O Patriarca de Lisboa, partindo do exemplo norte-americano, pediu que também no nosso país se siga a Constituição: “No que diz respeito a Portugal, aquilo que eu penso como cidadão e imediatamente como católico é que se cumpra o artigo 24 da Constituição da República Portuguesa, tal e qual como os constituintes quiseram que ficasse, assim a seco: ‘a vida humana é inviolável’.” E acrescentou: “A vida humana é inviolável, é a partir daqui que nós temos que resolver os problemas e não contra esta afirmação constitucional”.

Não se pense que a atitude do Patriarca manifesta insensibilidade em relação ao drama das gravidezes indesejadas, das mulheres que foram vítimas de violação, ou das que conceberam um filho com graves malformações. Contudo, a solução para esses males não pode ser um mal ainda maior, como seria certamente a eliminação de uma vida inocente. Como disse D. Manuel Clemente, há que resolver o problema da gravidez indesejada de acordo com a nossa Lei Fundamental: “Há problemas? Há. Gravidezes indesejadas? Há. Casos dificílimos? Há. Mas a nossa função como sociedade, para cumprir o que vem nesse artigo da Constituição, é ajudar a resolver os problemas, não é aumentar esses problemas juntando um mal a outro mal”.
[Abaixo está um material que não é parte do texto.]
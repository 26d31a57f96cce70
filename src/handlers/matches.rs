use axum::extract::{Path, State};
use axum::response::{IntoResponse, Response};
use axum::Json;
use rust_decimal::Decimal;

use crate::models::NewMatchEvent;
use crate::utils::error::AppError;
use crate::utils::response::{created, success};
use crate::AppState;
use crate::store::Store;

pub async fn list(State(state): State<AppState>) -> Result<Response, AppError> {
    let events = state.store.list_match_events().await?;
    Ok(success(events, "Matches retrieved").into_response())
}

pub async fn upcoming(State(state): State<AppState>) -> Result<Response, AppError> {
    let events = state.store.list_upcoming_match_events().await?;
    Ok(success(events, "Upcoming matches retrieved").into_response())
}

pub async fn find(
    State(state): State<AppState>,
    Path(id): Path<i32>,
) -> Result<Response, AppError> {
    let event = state
        .store
        .find_match_event(id)
        .await?
        .ok_or_else(|| AppError::NotFound(format!("Match with id '{}' was not found", id)))?;
    Ok(success(event, "Match retrieved").into_response())
}

/// Staff action: create a match. Role enforcement lives in the staff
/// front-end, as it did in the desktop screens.
pub async fn create(
    State(state): State<AppState>,
    Json(event): Json<NewMatchEvent>,
) -> Result<Response, AppError> {
    if event.match_name.trim().is_empty() {
        return Err(AppError::ValidationError("Match name is required".into()));
    }
    if event.team_a.trim().is_empty() || event.team_b.trim().is_empty() {
        return Err(AppError::ValidationError("Both team names are required".into()));
    }
    if event.total_capacity <= 0 {
        return Err(AppError::ValidationError(
            "Total capacity must be positive".into(),
        ));
    }
    if event.ticket_price < Decimal::ZERO {
        return Err(AppError::ValidationError(
            "Ticket price cannot be negative".into(),
        ));
    }

    let event = state.store.create_match_event(event).await?;
    Ok(created(event, "Match created").into_response())
}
A Igreja sabe do que fala, quando se trata de ajudar mulheres em risco e recém-nascidos, porque o faz através de inúmeras instituições sócio-caritativas. O Patriarca deseja que, nesta acção social, haja convergência entre a Igreja e o Estado: “vamos tentar estar junto dessas pessoas, prevenindo tanto quanto possível essas situações e depois dando uma ajuda eficaz, como várias organizações da sociedade civil o fazem”.

Em relação ao processo de legalização da eutanásia no nosso país, o Cardeal também teceu algumas críticas. “Neste processo legislativo” – disse – “infelizmente, não se tomou em devida conta aquilo que os diretamente tocados por esse assunto, médicos, enfermeiros, os próprios juristas, na parte que diz respeito ao Direito, têm dito”. A este propósito, recordou as reservas do Conselho de Ética para as Ciências da Vida, que a Assembleia da República também ignorou. Aos deputados que tão apressadamente aprovaram, na generalidade, a legalização da eutanásia, deixou uma pergunta: “Porque não se tem em conta aquilo que as organizações da sociedade civil, com uma grande unanimidade, têm dito? Já para não falar naquele comunicado conjunto que os sucessivos bastonários da Ordem dos Médicos fizeram sobre o assunto”, sendo unânimes no seu repúdio.

Para o Patriarca “as instituições políticas são fundamentais num país democrático, mas não funcionam por si próprias, mas em ligação com a sociedade civil“. D. Manuel Clemente criticou o facto de o Parlamento não ter tido em conta as Ordens profissionais: “Avança-se como se elas não tivessem dito nada e manda-se, depois, para a consciência de cada médico, cada enfermeiro, cada profissional de saúde, uma decisão que é contrária àquilo que as respetivas Ordens têm dito?!”. E, a modo de conclusão, pede: “Pensem duas vezes”. Tendo em conta que a Ordem dos Médicos não irá indicar nenhum profissional para a comissão de avaliação, prevista no projecto de lei de despenalização da morte ‘medicamente’ (?!) assistida, o Cardeal supõe que o Presidente da República, que considera “uma pessoa altamente responsável”, irá enviar este diploma para o Tribunal Constitucional.

O aborto não é a mal-dita interrupção voluntária da gravidez, porque não é voluntário para a vítima e a gravidez não é interrompida, mas definitivamente eliminada, pelo extermínio do feto. No entanto, seria bem-vinda a interrupção voluntária do processo de legalização da eutanásia, também com efeitos definitivos. O mesmo se diga da lei que liberaliza o aborto e que é, sem exagero, uma contradição científica e uma aberração jurídica: uma lei tão malformada que bem se poderia dizer que é um aborto de lei.